Deixar o aumento salarial para o Primeiro de Maio só servirá para a propaganda pessoal de Lula, que fará um espetáculo espalhafatoso para comemorar o reajuste. Só que, até lá, só para o reajuste para o valor de R$ 1.302, 90 reais a mais do que o atual, o brasileiro pobre já perdeu, nos quatro meses deste ano, R$ 360 que, mesmo de forma muito precária, ajudaria a abastecer a casa de alimentos ou pagar uma parte das contas pendentes.

Eu ando muito cético em relação à ânsia de Lula em colocar o Brasil no Primeiro Mundo, porque o contexto não é favorável e é bom demais para ser verdade ele ter as elites neoliberais apoiando ele e, em contrapartida, se acreditar que o presidente brasileiro conseguirá fazer um projeto político mais à esquerda.

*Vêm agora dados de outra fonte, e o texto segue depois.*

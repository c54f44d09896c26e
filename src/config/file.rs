//! Configuration file parsing.
//!
//! The file schema is the same document the compiler emits, so a rendered
//! config file can be loaded back unchanged. Files ending in `.toml` are
//! parsed as TOML, everything else as YAML.

use std::path::Path;

use serde::Deserialize;

use super::{ConfigError, Environment, LogLevel};

/// Configuration file contents.
///
/// All fields are optional to allow partial configuration
/// that can be merged with environment variables and CLI arguments.
#[derive(Debug, Default, PartialEq, Eq, Deserialize)]
#[serde(deny_unknown_fields)]
pub struct ConfigFile {
    /// API key clients must present
    pub api_key: Option<String>,

    /// Addresses or CIDR networks allowed to connect
    pub ip_whitelist: Option<Vec<String>>,

    /// Listening port
    pub port: Option<i64>,

    /// Runtime environment: "development" or "production"
    pub environment: Option<Environment>,

    /// Log level: "debug", "info", "warn" or "error"
    pub log_level: Option<LogLevel>,

    /// Request timeout in seconds
    pub timeout: Option<i64>,
}

/// Syntax of a configuration file.
#[derive(Debug, Clone, Copy, PartialEq, Eq)]
pub enum FileFormat {
    /// YAML document (the server's native format)
    Yaml,
    /// TOML document
    Toml,
}

impl FileFormat {
    /// Picks the format from a file extension, defaulting to YAML.
    #[must_use]
    pub fn from_path(path: &Path) -> Self {
        match path.extension().and_then(|ext| ext.to_str()) {
            Some(ext) if ext.eq_ignore_ascii_case("toml") => Self::Toml,
            _ => Self::Yaml,
        }
    }
}

impl ConfigFile {
    /// Loads configuration from a YAML or TOML file.
    ///
    /// # Errors
    ///
    /// Returns an error if the file cannot be read or parsed.
    pub fn load(path: &Path) -> Result<Self, ConfigError> {
        let content = std::fs::read_to_string(path).map_err(|e| ConfigError::FileRead {
            path: path.to_path_buf(),
            source: e,
        })?;

        let format = FileFormat::from_path(path);
        tracing::debug!("Parsing {} as {format:?}", path.display());
        Self::parse(&content, format)
    }

    /// Parses configuration from a string in the given format.
    ///
    /// A document holding only comments and blank lines yields an empty
    /// configuration.
    ///
    /// # Errors
    ///
    /// Returns an error if the document is invalid or has unknown keys.
    pub fn parse(content: &str, format: FileFormat) -> Result<Self, ConfigError> {
        if is_blank_document(content) {
            return Ok(Self::default());
        }

        match format {
            FileFormat::Yaml => serde_yaml::from_str(content).map_err(ConfigError::from),
            FileFormat::Toml => toml::from_str(content).map_err(ConfigError::from),
        }
    }
}

fn is_blank_document(content: &str) -> bool {
    content
        .lines()
        .map(str::trim)
        .all(|line| line.is_empty() || line.starts_with('#'))
}

/// Generates a default configuration file with comments.
#[must_use]
pub fn default_config_template() -> String {
    r"# Gmail OAuth Proxy Server Configuration
# Every key is optional. Uncomment a line to override the default.
# Environment variables (OAUTH_PROXY_*) and command-line flags take precedence.

# API key clients must send with each request
# api_key: your-api-key

# Addresses or CIDR networks allowed to connect (IPv4 or IPv6)
# ip_whitelist:
#   - 192.168.1.0/24
#   - 10.0.0.1
#   - ::1

# Listening port, 1-65535 (default: 8080)
# port: 8080

# Runtime environment: development or production (default: development)
# environment: development

# Log level: debug, info, warn or error (default: info)
# log_level: info

# Request timeout in seconds, 1-300 (default: 10)
# timeout: 10
"
    .to_string()
}

/// Writes the default configuration template to a file.
///
/// # Errors
///
/// Returns an error if the file cannot be written.
pub fn write_default_config(path: &Path) -> Result<(), ConfigError> {
    std::fs::write(path, default_config_template()).map_err(|e| ConfigError::FileWrite {
        path: path.to_path_buf(),
        source: e,
    })
}
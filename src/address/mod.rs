//! Address and network syntax for IP whitelist entries.
//!
//! This module provides:
//! - Syntactic validation of single addresses and CIDR networks
//!   ([`is_valid_address_or_network`])
//! - A typed representation of a whitelist entry ([`AddressOrNetwork`])
//! - Client admission against a list of entries ([`Whitelist`])
//!
//! # Accepted Syntax
//!
//! - **IPv4**: four dot-separated decimal octets in `0..=255`. Octets with
//!   leading zeros (`192.168.001.1`) are rejected.
//! - **IPv6**: the full textual form, including `::` zero-run compression at
//!   any position and an embedded IPv4 tail (`::ffff:10.0.0.1`). Zone ids
//!   (`fe80::1%eth0`) are rejected.
//! - **CIDR**: `<address>/<prefix>` where the prefix is an unsigned decimal
//!   no larger than 32 (IPv4) or 128 (IPv6).
//!
//! Validation is purely syntactic; no name resolution is ever performed.

mod network;
mod whitelist;

#[cfg(test)]
mod network_tests;

pub use network::{AddressError, AddressOrNetwork};
pub use whitelist::Whitelist;

/// Returns `true` if `value` is a valid IPv4/IPv6 address or CIDR network.
///
/// The input is expected to be a single, already trimmed token.
///
/// # Examples
///
/// ```
/// use oauth_proxy_config::address::is_valid_address_or_network;
///
/// assert!(is_valid_address_or_network("192.168.1.0/24"));
/// assert!(is_valid_address_or_network("2001:db8::/32"));
/// assert!(!is_valid_address_or_network("192.168.1.0/33"));
/// assert!(!is_valid_address_or_network("256.1.1.1"));
/// ```
#[must_use]
pub fn is_valid_address_or_network(value: &str) -> bool {
    value.parse::<AddressOrNetwork>().is_ok()
}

Lula diz uma coisa e faz outra. E não é o tal descumprimento de promessas de campanha de natureza "moderada", como teria noticiado o portal UOL, das quais inclui a "conciliação" política e o evitamento da reeleição, pois Lula, acredite se quiser, admite poder se reeleger, num contexto em que, na música, Milton Nascimento e Ozzy Osbourne se aposentaram dos palcos.

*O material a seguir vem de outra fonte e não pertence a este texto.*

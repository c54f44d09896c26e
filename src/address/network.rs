//! Typed whitelist entries: a single address or a CIDR network.

use std::fmt;
use std::net::IpAddr;
use std::str::FromStr;

use thiserror::Error;

/// Largest prefix length for an IPv4 network.
const IPV4_MAX_PREFIX: u8 = 32;

/// Largest prefix length for an IPv6 network.
const IPV6_MAX_PREFIX: u8 = 128;

/// Reason a string is not a valid address or network.
#[derive(Debug, Clone, PartialEq, Eq, Error)]
pub enum AddressError {
    /// The input was empty.
    #[error("empty address")]
    Empty,

    /// The address part is not an IPv4 or IPv6 literal.
    #[error("'{0}' is not an IPv4 or IPv6 address")]
    InvalidAddress(String),

    /// The prefix part is not an unsigned decimal number.
    #[error("'{0}' is not a valid prefix length")]
    InvalidPrefix(String),

    /// The prefix is larger than the address family allows.
    #[error("prefix length {prefix} exceeds maximum of {max}")]
    PrefixOutOfRange {
        /// The parsed prefix length
        prefix: u32,
        /// Maximum for the address family
        max: u8,
    },
}

/// A parsed whitelist entry.
///
/// # Examples
///
/// ```
/// use oauth_proxy_config::address::AddressOrNetwork;
///
/// let entry: AddressOrNetwork = "10.0.0.0/8".parse().unwrap();
/// assert!(entry.contains(&"10.1.2.3".parse().unwrap()));
/// assert!(!entry.contains(&"11.0.0.1".parse().unwrap()));
/// ```
#[derive(Debug, Clone, Copy, PartialEq, Eq, Hash)]
pub enum AddressOrNetwork {
    /// A single host address.
    Address(IpAddr),
    /// A CIDR network.
    Network {
        /// Network address as written (host bits are not cleared)
        address: IpAddr,
        /// Number of leading bits that identify the network
        prefix_len: u8,
    },
}

impl AddressOrNetwork {
    /// Returns `true` if `ip` is this address or falls inside this network.
    ///
    /// IPv4-mapped IPv6 addresses (`::ffff:a.b.c.d`) are compared as IPv4.
    /// Addresses of different families never match.
    #[must_use]
    pub fn contains(&self, ip: &IpAddr) -> bool {
        let ip = ip.to_canonical();
        match *self {
            Self::Address(address) => address.to_canonical() == ip,
            Self::Network {
                address,
                prefix_len,
            } => prefix_matches(address, ip, prefix_len),
        }
    }

    /// Returns the address part of the entry.
    #[must_use]
    pub const fn address(&self) -> IpAddr {
        match *self {
            Self::Address(address) | Self::Network { address, .. } => address,
        }
    }
}

impl FromStr for AddressOrNetwork {
    type Err = AddressError;

    fn from_str(s: &str) -> Result<Self, Self::Err> {
        if s.is_empty() {
            return Err(AddressError::Empty);
        }

        let Some((address, prefix)) = s.split_once('/') else {
            return parse_ip(s).map(Self::Address);
        };

        let address = parse_ip(address)?;
        let prefix = parse_prefix(prefix)?;
        let max = max_prefix(address);

        match u8::try_from(prefix) {
            Ok(prefix_len) if prefix_len <= max => Ok(Self::Network {
                address,
                prefix_len,
            }),
            _ => Err(AddressError::PrefixOutOfRange { prefix, max }),
        }
    }
}

impl fmt::Display for AddressOrNetwork {
    fn fmt(&self, f: &mut fmt::Formatter<'_>) -> fmt::Result {
        match self {
            Self::Address(address) => write!(f, "{address}"),
            Self::Network {
                address,
                prefix_len,
            } => write!(f, "{address}/{prefix_len}"),
        }
    }
}

fn parse_ip(s: &str) -> Result<IpAddr, AddressError> {
    // std rejects zone ids and IPv4 octets with leading zeros
    s.parse::<IpAddr>()
        .map_err(|_| AddressError::InvalidAddress(s.to_string()))
}

fn parse_prefix(s: &str) -> Result<u32, AddressError> {
    // Integer FromStr accepts a leading '+', a prefix must be bare digits
    if s.is_empty() || !s.bytes().all(|b| b.is_ascii_digit()) {
        return Err(AddressError::InvalidPrefix(s.to_string()));
    }

    // Digit-only strings only fail to parse on overflow
    Ok(s.parse::<u32>().unwrap_or(u32::MAX))
}

const fn max_prefix(address: IpAddr) -> u8 {
    match address {
        IpAddr::V4(_) => IPV4_MAX_PREFIX,
        IpAddr::V6(_) => IPV6_MAX_PREFIX,
    }
}

fn prefix_matches(network: IpAddr, ip: IpAddr, prefix_len: u8) -> bool {
    match (network, ip) {
        (IpAddr::V4(net), IpAddr::V4(ip)) => leading_bits_equal(
            u128::from(u32::from(net)),
            u128::from(u32::from(ip)),
            u32::from(IPV4_MAX_PREFIX),
            prefix_len,
        ),
        (IpAddr::V6(net), IpAddr::V6(ip)) => leading_bits_equal(
            u128::from(net),
            u128::from(ip),
            u32::from(IPV6_MAX_PREFIX),
            prefix_len,
        ),
        _ => false,
    }
}

/// Compares the top `prefix_len` bits of two `width`-bit values.
fn leading_bits_equal(a: u128, b: u128, width: u32, prefix_len: u8) -> bool {
    if prefix_len == 0 {
        return true;
    }
    let shift = width.saturating_sub(u32::from(prefix_len));
    (a >> shift) == (b >> shift)
}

Se eu tivesse tantas ilusões e fantasias que habitam a mente de Lula, capaz de, mesmo falando muito em "democracia", ter sido eleito em desobediência aos princípios democráticos de diversidade eleitoral - e ainda por cima com os lulistas ofendendo o concorrente Ciro Gomes enquanto se diziam "agredidos" por ele - , eu me sentiria em um estado de transe emocional e me sentiria irritado quando alguém fosse tentar a me colocar no âmbito da razão.

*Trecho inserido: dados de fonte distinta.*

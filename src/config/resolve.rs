//! Merging configuration sources into a [`ServerConfig`].
//!
//! Each field is taken from the highest-priority source that sets it:
//! CLI arguments, then `OAUTH_PROXY_*` environment variables, then the
//! config file, then built-in defaults. No domain validation happens here.

use super::cli::Cli;
use super::defaults;
use super::env::EnvOverlay;
use super::error::ConfigError;
use super::file::ConfigFile;
use super::model::ServerConfig;

impl ServerConfig {
    /// Creates a configuration from CLI arguments, an optional config file
    /// and an environment overlay.
    ///
    /// Whitelists are replaced, not merged: the first source with a
    /// non-empty whitelist wins.
    #[must_use]
    pub fn from_sources(cli: &Cli, file: Option<&ConfigFile>, env: &EnvOverlay) -> Self {
        let api_key = cli
            .api_key
            .clone()
            .or_else(|| env.api_key.clone())
            .or_else(|| file.and_then(|f| f.api_key.clone()));

        let ip_whitelist = Self::resolve_whitelist(cli, file, env);

        let port = cli
            .port
            .or(env.port)
            .or_else(|| file.and_then(|f| f.port))
            .unwrap_or(defaults::PORT);

        let environment = cli
            .environment
            .map(Into::into)
            .or(env.environment)
            .or_else(|| file.and_then(|f| f.environment))
            .unwrap_or(defaults::ENVIRONMENT);

        let log_level = cli
            .log_level
            .map(Into::into)
            .or(env.log_level)
            .or_else(|| file.and_then(|f| f.log_level))
            .unwrap_or(defaults::LOG_LEVEL);

        let timeout = cli
            .timeout
            .or(env.timeout)
            .or_else(|| file.and_then(|f| f.timeout))
            .unwrap_or(defaults::TIMEOUT_SECS);

        Self {
            api_key,
            ip_whitelist,
            port,
            environment,
            log_level,
            timeout,
        }
    }

    /// Loads and merges configuration from CLI, environment and config file.
    ///
    /// If `cli.config` is set, loads the file from that path. The process
    /// environment is skipped when `cli.no_env` is set.
    ///
    /// # Errors
    ///
    /// Returns an error if:
    /// - The config file cannot be read or parsed
    /// - An `OAUTH_PROXY_*` variable holds an unparsable value
    pub fn load(cli: &Cli) -> Result<Self, ConfigError> {
        let file = if let Some(ref path) = cli.config {
            Some(ConfigFile::load(path)?)
        } else {
            None
        };

        let env = if cli.no_env {
            EnvOverlay::default()
        } else {
            EnvOverlay::from_process()?
        };

        Ok(Self::from_sources(cli, file.as_ref(), &env))
    }

    fn resolve_whitelist(cli: &Cli, file: Option<&ConfigFile>, env: &EnvOverlay) -> Vec<String> {
        if !cli.ip_whitelist.is_empty() {
            return cli.ip_whitelist.clone();
        }

        let non_empty = |list: &Vec<String>| !list.is_empty();
        env.ip_whitelist
            .clone()
            .filter(non_empty)
            .or_else(|| file.and_then(|f| f.ip_whitelist.clone()).filter(non_empty))
            .unwrap_or_default()
    }
}
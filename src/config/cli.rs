//! CLI argument parsing using clap.
//!
//! Defines the command-line interface with all options and subcommands.
//! Field flags are global so they can be given before or after the
//! subcommand.

use std::net::IpAddr;
use std::path::PathBuf;

use clap::{Parser, Subcommand, ValueEnum};

use super::{Environment, LogLevel};

/// Compiles Gmail OAuth proxy server settings into a ready-to-paste
/// command line, environment variable block and YAML config file.
#[derive(Debug, Parser)]
#[command(name = "oauth-proxy-config")]
#[command(version, about, long_about = None)]
pub struct Cli {
    /// Subcommand to run
    #[command(subcommand)]
    pub command: Command,

    /// Path to a YAML (or .toml) configuration file
    #[arg(long, short, global = true)]
    pub config: Option<PathBuf>,

    /// API key clients must present
    #[arg(long = "api-key", global = true)]
    pub api_key: Option<String>,

    /// Allowed address or CIDR network (can be specified multiple times)
    #[arg(long = "ip-whitelist", value_name = "ADDR", global = true)]
    pub ip_whitelist: Vec<String>,

    /// Listening port
    #[arg(long, global = true, allow_negative_numbers = true)]
    pub port: Option<i64>,

    /// Runtime environment
    #[arg(long = "env", value_enum, global = true)]
    pub environment: Option<EnvironmentArg>,

    /// Log level
    #[arg(long = "log-level", value_enum, global = true)]
    pub log_level: Option<LogLevelArg>,

    /// Request timeout in seconds
    #[arg(long, global = true, allow_negative_numbers = true)]
    pub timeout: Option<i64>,

    /// Ignore OAUTH_PROXY_* environment variables
    #[arg(long = "no-env", global = true)]
    pub no_env: bool,

    /// Enable verbose logging
    #[arg(long, short, global = true)]
    pub verbose: bool,
}

/// Subcommands for oauth-proxy-config
#[derive(Debug, Subcommand)]
pub enum Command {
    /// Render the command line, environment variables and config file
    Render {
        /// Output format
        #[arg(long, value_enum, default_value_t = OutputFormat::Text)]
        format: OutputFormat,

        /// Print only one of the rendered outputs
        #[arg(long, value_enum)]
        only: Option<OutputKind>,
    },

    /// Check the configuration and report every problem found
    Validate {
        /// Output format
        #[arg(long, value_enum, default_value_t = OutputFormat::Text)]
        format: OutputFormat,
    },

    /// Show the resolved configuration with the API key masked
    Show,

    /// Check whether the IP whitelist admits a client address
    Check {
        /// Client address to test
        ip: IpAddr,
    },

    /// Generate a commented configuration file template
    Init {
        /// Output path for the configuration file
        #[arg(long, short, default_value = "config.yaml")]
        output: PathBuf,
    },
}

/// Format for printed results.
#[derive(Debug, Clone, Copy, Default, PartialEq, Eq, ValueEnum)]
pub enum OutputFormat {
    /// Human-readable text
    #[default]
    Text,
    /// JSON
    Json,
}

/// Selects a single rendered output.
#[derive(Debug, Clone, Copy, PartialEq, Eq, ValueEnum)]
pub enum OutputKind {
    /// The server command line
    Command,
    /// The environment variable block
    Env,
    /// The YAML config file
    File,
}

/// Environment argument for CLI parsing
#[derive(Debug, Clone, Copy, PartialEq, Eq, ValueEnum)]
pub enum EnvironmentArg {
    /// Development mode
    Development,
    /// Production mode
    Production,
}

impl From<EnvironmentArg> for Environment {
    fn from(arg: EnvironmentArg) -> Self {
        match arg {
            EnvironmentArg::Development => Self::Development,
            EnvironmentArg::Production => Self::Production,
        }
    }
}

/// Log level argument for CLI parsing
#[derive(Debug, Clone, Copy, PartialEq, Eq, ValueEnum)]
pub enum LogLevelArg {
    /// Debug output
    Debug,
    /// Informational output
    Info,
    /// Warnings only
    Warn,
    /// Errors only
    Error,
}

impl From<LogLevelArg> for LogLevel {
    fn from(arg: LogLevelArg) -> Self {
        match arg {
            LogLevelArg::Debug => Self::Debug,
            LogLevelArg::Info => Self::Info,
            LogLevelArg::Warn => Self::Warn,
            LogLevelArg::Error => Self::Error,
        }
    }
}

impl Cli {
    /// Parses CLI arguments from the command line.
    #[must_use]
    pub fn parse_args() -> Self {
        Self::parse()
    }

    /// Parses CLI arguments from an iterator (useful for testing).
    pub fn parse_from_iter<I, T>(iter: I) -> Self
    where
        I: IntoIterator<Item = T>,
        T: Into<std::ffi::OsString> + Clone,
    {
        Self::parse_from(iter)
    }

    /// Returns true if this is the init command.
    #[must_use]
    pub const fn is_init(&self) -> bool {
        matches!(self.command, Command::Init { .. })
    }
}
//! Environment variable rendering.

use crate::config::defaults::ENV_PREFIX;

use super::{FieldValue, IncludedField};

/// Output when every field has its default value.
pub const EMPTY_ENVIRONMENT: &str = "# No environment variables needed";

/// Renders one `export` line per field.
///
/// String values are double-quoted and numbers are not. The whitelist is a
/// single comma-joined assignment.
#[must_use]
pub fn environment_variables(fields: &[IncludedField<'_>]) -> String {
    if fields.is_empty() {
        return EMPTY_ENVIRONMENT.to_string();
    }

    fields
        .iter()
        .map(|field| {
            let name = field.env_suffix();
            match field.value() {
                FieldValue::Text(text) => format!("export {ENV_PREFIX}{name}=\"{text}\""),
                FieldValue::Number(n) => format!("export {ENV_PREFIX}{name}={n}"),
                FieldValue::List(entries) => {
                    format!("export {ENV_PREFIX}{name}=\"{}\"", entries.join(","))
                }
            }
        })
        .collect::<Vec<_>>()
        .join("\n")
}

Pois não vejo sentido Lula querer tanto em quatro anos ou mais. O contexto não permite. As alianças que ele atraiu para si também não. O pouco tempo de distância em relação ao golpe de 2016 muito menos. E vendo que Lula se comporta como se o Brasil estivesse bem e não lançou o tão prometido programa de reconstrução do país no mês passado, apesar de tanto clamar "urgência" e "pressa" para tal fim, dá para perceber que Lula anda agindo como se fosse um ilusionista, um prestidigitador político.

Lula, na verdade, governa para a classe média identitária, a "boa" sociedade da elite do atraso que se recusa a ser chamada por este nome porque senão ela chora. São tataranetos das velhas elites escravocratas da Casa Grande, mas hoje essa patota se considera "tudo de bom", embora seu verniz de "novo" seja desmascarado pelo apreço a coisas velhas que soam medievais, sejam velhos ídolos cafonas, sejam religiosos como os tais "médiuns espíritas" ultraconservadores.

É para essa elite do atraso enrustida que Lula governa, desde que assumiu a parceria política com um Geraldo Alckmin que até hoje não pediu desculpas aos desabrigados de Pinheirinho, o extinto bairro popular de São José dos Campos. O povo pobre é só um detalhe, tratado, infelizmente, como se fosse um bando de animais esperando se tornarem burros e bois de carga e receber ração três vezes ao dia. Faminto e depreciado, o povo pobre não tem força física nem ânimo para participar da economia nem para ser feliz de novo. A fome não espera.